In questa voluta genericità
potevano poi regnare i più terribili arbitri burocratici. Lo ripeto, questa
genericità non è mai stata un sobrio rifiuto della vecchia abitudine utopistica
di prescrivere maniacalmente le forme di convivenza, o quanto meno non è mai
stato questo l’aspetto principale, ma è sempre stata la corazza ideologica del
dispotismo di ceti politici cinici e nichilisti. Messo “alla fine della
storia”, il comunismo è sempre stato l’equivalente ateo dell’aldilà cristiano,
senza peraltro avere neppure la scusante di quest’ultimo, e cioè quella di
essere rivelato. Chi si appella ad una razionalità, e poi non l’applica a se
stesso, è mille volte peggiore di chi non fa neppure finta di farlo, e si
appella al figlio di Dio incarnatosi e nato da una vergine ebrea del tempo di
Augusto. Costui, almeno, non si nasconde dietro alla cosiddetta “scienza”.
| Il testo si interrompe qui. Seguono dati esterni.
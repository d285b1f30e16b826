// Projekt-Konfiguration: Konstanten und Hardware-Zuordnungen
#![allow(dead_code)]

// ============================================================================
// Sensor Konfiguration
// ============================================================================

/// GPIO-Pin für die DHT22 Datenleitung (Single-Wire, Open-Drain)
pub const DHT_GPIO_PIN: u8 = 4;

/// Abtast-Intervall in Millisekunden
///
/// Einzige Zeitbasis des Control-Loops: ein Polling-Zyklus pro Intervall.
/// Die Blink-Kadenz des Trend-Indikators zählt Zyklen, keine Wanduhr;
/// bei 250 ms liegt die Periode von ~500 Zyklen bei gut zwei Minuten.
pub const SAMPLE_INTERVAL_MS: u64 = 250;

// ============================================================================
// Display Konfiguration
// ============================================================================

/// I2C SDA-Pin für das SSD1306 OLED
pub const DISPLAY_SDA_PIN: u8 = 6;

/// I2C SCL-Pin für das SSD1306 OLED
pub const DISPLAY_SCL_PIN: u8 = 7;

/// I2C Taktfrequenz in kHz (Fast Mode)
pub const DISPLAY_I2C_KHZ: u32 = 400;

// ============================================================================
// LED Konfiguration
// ============================================================================

/// GPIO-Pin für die RGB LED (WS2812/Neopixel)
pub const LED_GPIO_PIN: u8 = 8;

/// RMT Taktfrequenz in MHz
/// 80 MHz ist optimal für WS2812 LED-Timing
pub const RMT_CLOCK_MHZ: u32 = 80;

/// Anzahl der LEDs im Strip
pub const LED_COUNT: usize = 1;
//! Integration Tests für Trend-Indikator und Intensity Mapper
//!
//! Diese Tests laufen auf dem Host (x86_64) und brauchen keine Hardware

use esp_core::trend::{BLINK_OFF_START, BLINK_ON_END, BLINK_ON_START, CYCLE_WRAP};
use esp_core::{TrendDirective, TrendState, map_intensity};

// ============================================================================
// Tests: TrendState
// ============================================================================

#[test]
fn test_first_sample_above_zero_reports_up() {
    // Startzustand ist {0, 0}: die erste Messung eines warmen Raums
    // meldet einmal Up
    let mut state = TrendState::new();
    assert_eq!(state.update(20), TrendDirective::Up);
    assert_eq!(state.last_temp(), 20);
}

#[test]
fn test_strictly_increasing_emits_only_up() {
    let mut state = TrendState::new();
    for temp in [1, 3, 4, 9, 15, 23, 40] {
        assert_eq!(state.update(temp), TrendDirective::Up);
        assert_eq!(state.steady_cycles(), 0);
    }
}

#[test]
fn test_strictly_decreasing_emits_only_down() {
    let mut state = TrendState::new();
    for temp in [-2, -5, -9, -14, -30] {
        assert_eq!(state.update(temp), TrendDirective::Down);
        assert_eq!(state.steady_cycles(), 0);
    }
}

#[test]
fn test_steady_directive_boundaries() {
    let mut state = TrendState::new();
    state.update(20); // Zustand auf 20 setzen, Zähler 0

    let mut at = |count: u16| {
        // Zähler bis zum gewünschten Stand vorspulen
        while state.steady_cycles() < count {
            state.update(20);
        }
        assert_eq!(state.steady_cycles(), count);
        state.update(20)
    };

    assert_eq!(at(100), TrendDirective::NoChange);
    assert_eq!(at(101), TrendDirective::SteadyBlinkOn);
    assert_eq!(at(149), TrendDirective::SteadyBlinkOn);
    assert_eq!(at(150), TrendDirective::NoChange);
    assert_eq!(at(200), TrendDirective::NoChange);
    assert_eq!(at(201), TrendDirective::SteadyBlinkOff);
}

#[test]
fn test_wrap_restarts_blink_pattern() {
    let mut state = TrendState::new();
    state.update(20);

    // Erste Periode aufzeichnen: Zählerstände 0..=500
    let first: Vec<TrendDirective> = (0..=CYCLE_WRAP).map(|_| state.update(20)).collect();
    assert_eq!(state.steady_cycles(), 501);

    // Wrap-Zyklus: Zähler springt auf 0, danach läuft er ab 1
    assert_eq!(state.update(20), TrendDirective::NoChange);
    assert_eq!(state.steady_cycles(), 1);

    let second: Vec<TrendDirective> = (1..=CYCLE_WRAP).map(|_| state.update(20)).collect();
    assert_eq!(first[1..], second[..]);
}

#[test]
fn test_blink_window_lengths() {
    let mut state = TrendState::new();
    state.update(20);

    let directives: Vec<TrendDirective> = (0..=CYCLE_WRAP).map(|_| state.update(20)).collect();

    let on = directives
        .iter()
        .filter(|d| **d == TrendDirective::SteadyBlinkOn)
        .count();
    let off = directives
        .iter()
        .filter(|d| **d == TrendDirective::SteadyBlinkOff)
        .count();

    // (100, 150) exklusiv: 49 Zyklen an; (200, 500]: 300 Zyklen aus
    assert_eq!(on, usize::from(BLINK_ON_END - BLINK_ON_START) - 1);
    assert_eq!(off, usize::from(CYCLE_WRAP - BLINK_OFF_START));
}

#[test]
fn test_scenario_reset_on_change() {
    let mut state = TrendState::new();
    state.update(20);

    let got: Vec<TrendDirective> = [20, 20, 21, 21, 20]
        .iter()
        .map(|t| state.update(*t))
        .collect();

    assert_eq!(
        got,
        [
            TrendDirective::NoChange,
            TrendDirective::NoChange,
            TrendDirective::Up,
            TrendDirective::NoChange,
            TrendDirective::Down,
        ]
    );
    assert_eq!(state.steady_cycles(), 0);
    assert_eq!(state.last_temp(), 20);
}

// ============================================================================
// Tests: map_intensity()
// ============================================================================

#[test]
fn test_map_intensity_endpoints() {
    assert_eq!(map_intensity(-40), 0);
    assert_eq!(map_intensity(80), 255);
}

#[test]
fn test_map_intensity_midpoint() {
    assert_eq!(map_intensity(20), 127);
}

#[test]
fn test_map_intensity_idempotent() {
    for temp in [-40, -7, 0, 20, 33, 80] {
        assert_eq!(map_intensity(temp), map_intensity(temp));
    }
}

#[test]
fn test_map_intensity_unclamped_extrapolation() {
    assert!(map_intensity(-60) < 0);
    assert!(map_intensity(120) > 255);
}
//! Core Types für den Klima-Monitor
//!
//! Datenstrukturen ohne Hardware-Dependencies

use crate::logic::{celsius_to_fahrenheit, fahrenheit_to_celsius, heat_index_fahrenheit};

/// Eine einzelne Sensor-Messung mit abgeleiteten Werten
///
/// Wird einmal pro erfolgreichem Poll erzeugt und ist unveränderlich.
/// Über Zyklen hinweg überlebt nur die ganzzahlige Celsius-Temperatur
/// im Trend-Zustand.
#[derive(Debug, Clone, Copy, PartialEq)]
pub struct Reading {
    pub temperature_celsius: f32,
    pub temperature_fahrenheit: f32,
    pub humidity_percent: f32,
    pub heat_index_celsius: f32,
    pub heat_index_fahrenheit: f32,
}

impl Reading {
    /// Erstellt ein Reading aus den Rohwerten des Sensors
    ///
    /// Fahrenheit und Hitzeindex werden hier abgeleitet, damit der
    /// Sensor-Adapter nur Celsius und Luftfeuchte liefern muss.
    pub fn from_measurement(temperature_celsius: f32, humidity_percent: f32) -> Self {
        let temperature_fahrenheit = celsius_to_fahrenheit(temperature_celsius);
        let heat_index_f = heat_index_fahrenheit(temperature_fahrenheit, humidity_percent);
        Self {
            temperature_celsius,
            temperature_fahrenheit,
            humidity_percent,
            heat_index_celsius: fahrenheit_to_celsius(heat_index_f),
            heat_index_fahrenheit: heat_index_f,
        }
    }
}

/// Anzeige-Direktive des Trend-Indikators
///
/// Ergebnis des Vergleichs der neuen ganzzahligen Celsius-Temperatur
/// mit dem zuletzt gespeicherten Wert.
#[derive(Debug, Clone, Copy, PartialEq, Eq)]
pub enum TrendDirective {
    /// Temperatur ist gestiegen
    Up,
    /// Temperatur ist gefallen
    Down,
    /// Temperatur konstant: "Gleich"-Glyph anzeigen
    SteadyBlinkOn,
    /// Temperatur konstant: Glyph ausblenden
    SteadyBlinkOff,
    /// Anzeige unverändert lassen
    NoChange,
}

/// Ergebnis eines Polling-Zyklus
///
/// Wird vom Task für das Logging ausgewertet.
#[derive(Debug, Clone, Copy, PartialEq)]
pub enum CycleOutcome {
    /// Messung erfolgreich: Anzeige und LED wurden aktualisiert
    Sampled {
        reading: Reading,
        directive: TrendDirective,
        intensity: i32,
    },
    /// Sensor-Lesefehler: Fehleranzeige getoggelt, Trend und LED übersprungen
    SensorFailed,
}

// ============================================================================
// defmt::Format Implementations (optional feature)
// ============================================================================

#[cfg(feature = "defmt")]
impl defmt::Format for Reading {
    fn format(&self, fmt: defmt::Formatter) {
        defmt::write!(
            fmt,
            "Reading {{ temp: {} °C / {} °F, humidity: {} %, heat index: {} °C / {} °F }}",
            self.temperature_celsius,
            self.temperature_fahrenheit,
            self.humidity_percent,
            self.heat_index_celsius,
            self.heat_index_fahrenheit
        )
    }
}

#[cfg(feature = "defmt")]
impl defmt::Format for TrendDirective {
    fn format(&self, fmt: defmt::Formatter) {
        let name = match self {
            TrendDirective::Up => "Up",
            TrendDirective::Down => "Down",
            TrendDirective::SteadyBlinkOn => "SteadyBlinkOn",
            TrendDirective::SteadyBlinkOff => "SteadyBlinkOff",
            TrendDirective::NoChange => "NoChange",
        };
        defmt::write!(fmt, "{}", name)
    }
}
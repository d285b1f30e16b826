// SSD1306 Display-Adapter
//
// Stellt das 128x64 OLED als 16x2 Zeichen-Raster dar (8x13 Font).
// Spalte 15 ist über beide Zeilen für das Trend-Glyph reserviert.

use embedded_graphics::{
    mono_font::{MonoTextStyle, MonoTextStyleBuilder, iso_8859_1::FONT_8X13},
    pixelcolor::BinaryColor,
    prelude::*,
    primitives::{PrimitiveStyle, Rectangle, Triangle},
    text::{Baseline, Text},
};
use esp_core::{CharacterScreen, ScreenError, TrendGlyph};
use ssd1306::{Ssd1306, mode::BufferedGraphicsMode, prelude::*};

/// Zeichenbreite des 8x13 Fonts in Pixeln
const CHAR_WIDTH: i32 = 8;
/// Zeilenabstand in Pixeln (13 hoch + 3 Luft)
const LINE_PITCH: i32 = 16;
/// Linke Pixelkante des Trend-Felds (Zeichen-Spalte 15)
const GLYPH_LEFT: i32 = 15 * CHAR_WIDTH;
/// Höhe des Trend-Felds: beide genutzten Zeilen
const GLYPH_HEIGHT: u32 = 2 * LINE_PITCH as u32;

/// SSD1306 im Buffered-Graphics-Modus hinter dem CharacterScreen-Trait
///
/// Generisch über das Display-Interface (I2C in Production); der
/// ISO-8859-1 Font liefert das Grad-Zeichen für die Wertezeile.
pub struct OledScreen<DI> {
    display: Ssd1306<DI, DisplaySize128x64, BufferedGraphicsMode<DisplaySize128x64>>,
    text_style: MonoTextStyle<'static, BinaryColor>,
}

impl<DI> OledScreen<DI>
where
    DI: WriteOnlyDataCommand,
{
    /// Initialisiert das Display und den Text-Stil
    pub fn new(interface: DI) -> Result<Self, ScreenError> {
        let mut display = Ssd1306::new(interface, DisplaySize128x64, DisplayRotation::Rotate0)
            .into_buffered_graphics_mode();
        display.init().map_err(|_| ScreenError::DrawFailed)?;

        // Hintergrund wird mitgezeichnet: Überschreiben alter Inhalte
        // braucht kein vorheriges Löschen
        let text_style = MonoTextStyleBuilder::new()
            .font(&FONT_8X13)
            .text_color(BinaryColor::On)
            .background_color(BinaryColor::Off)
            .build();

        Ok(Self {
            display,
            text_style,
        })
    }
}

impl<DI> CharacterScreen for OledScreen<DI>
where
    DI: WriteOnlyDataCommand,
{
    fn write_text(&mut self, row: u8, col: u8, text: &str) -> Result<(), ScreenError> {
        let origin = Point::new(i32::from(col) * CHAR_WIDTH, i32::from(row) * LINE_PITCH);
        Text::with_baseline(text, origin, self.text_style, Baseline::Top)
            .draw(&mut self.display)
            .map_err(|_| ScreenError::DrawFailed)?;
        Ok(())
    }

    fn draw_trend(&mut self, glyph: TrendGlyph) -> Result<(), ScreenError> {
        // Feld immer erst leeren, dann das Glyph darüber zeichnen
        Rectangle::new(
            Point::new(GLYPH_LEFT, 0),
            Size::new(CHAR_WIDTH as u32, GLYPH_HEIGHT),
        )
        .into_styled(PrimitiveStyle::with_fill(BinaryColor::Off))
        .draw(&mut self.display)
        .map_err(|_| ScreenError::DrawFailed)?;

        let fill = PrimitiveStyle::with_fill(BinaryColor::On);
        match glyph {
            TrendGlyph::Up => {
                Triangle::new(
                    Point::new(GLYPH_LEFT + 3, 8),
                    Point::new(GLYPH_LEFT, 20),
                    Point::new(GLYPH_LEFT + 7, 20),
                )
                .into_styled(fill)
                .draw(&mut self.display)
                .map_err(|_| ScreenError::DrawFailed)?;
            }
            TrendGlyph::Down => {
                Triangle::new(
                    Point::new(GLYPH_LEFT, 12),
                    Point::new(GLYPH_LEFT + 7, 12),
                    Point::new(GLYPH_LEFT + 3, 24),
                )
                .into_styled(fill)
                .draw(&mut self.display)
                .map_err(|_| ScreenError::DrawFailed)?;
            }
            TrendGlyph::Equal => {
                for y in [13, 19] {
                    Rectangle::new(Point::new(GLYPH_LEFT, y), Size::new(CHAR_WIDTH as u32, 3))
                        .into_styled(fill)
                        .draw(&mut self.display)
                        .map_err(|_| ScreenError::DrawFailed)?;
                }
            }
            TrendGlyph::Blank => {}
        }

        Ok(())
    }

    fn clear(&mut self) -> Result<(), ScreenError> {
        self.display.clear_buffer();
        Ok(())
    }

    fn flush(&mut self) -> Result<(), ScreenError> {
        self.display.flush().map_err(|_| ScreenError::DrawFailed)
    }
}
La cosa migliore è invertire
l’approccio abituale, e risalire alla genesi storica occidentale della nozione
di “comunismo” (non parlo qui di India, Cina, eccetera). Il comunismo è un
comunità di compagni, nel senso di persone che spezzano il pane insieme
(cum-pane). La matrice storica e simbolica del comunismo occidentale è
stata la mensa comune dei primi cristiani, sull’esempio di Gesù e dei
suoi apostoli, che cenavano sempre insieme (e non solo nella famosa
“ultima cena” leonardesca). La mensa comune era soltanto il momento culminante
della “vita comune” (koinovion), che era già un collaudatissimo modello
delle culture precedenti, modello che ad esempio l’epicureismo aveva sempre
consigliato. Il comunismo è dunque una comunità che vive una vita comune, il
cui momento culminante è la mensa comune dei compagni (in greco antico e
moderno syn-trofoi, coloro che si nutrono insieme).
Riflettiamo. Il marxismo
tradizionale in proposito dice che questo comunismo metteva in comune solo il
consumo e non la produzione, per il semplice fatto che nelle condizioni
tecnologiche del tempo, in assenza della produzione meccanizzata di massa
moderna, ed in presenza della piccola produzione artigianale ed agricola, il
comunismo era pensabile e praticabile solo come comunismo del consumo, e non
come comunismo della produzione.
Giustissimo, ma anche
insufficiente, se riflettiamo sul fatto che il comunismo continua ad essere
simbolicamente connotato come società amicale di compagni e non di colleghi,
cioè di persone con cui si mangia in comune, e non con cui si lavora in comune.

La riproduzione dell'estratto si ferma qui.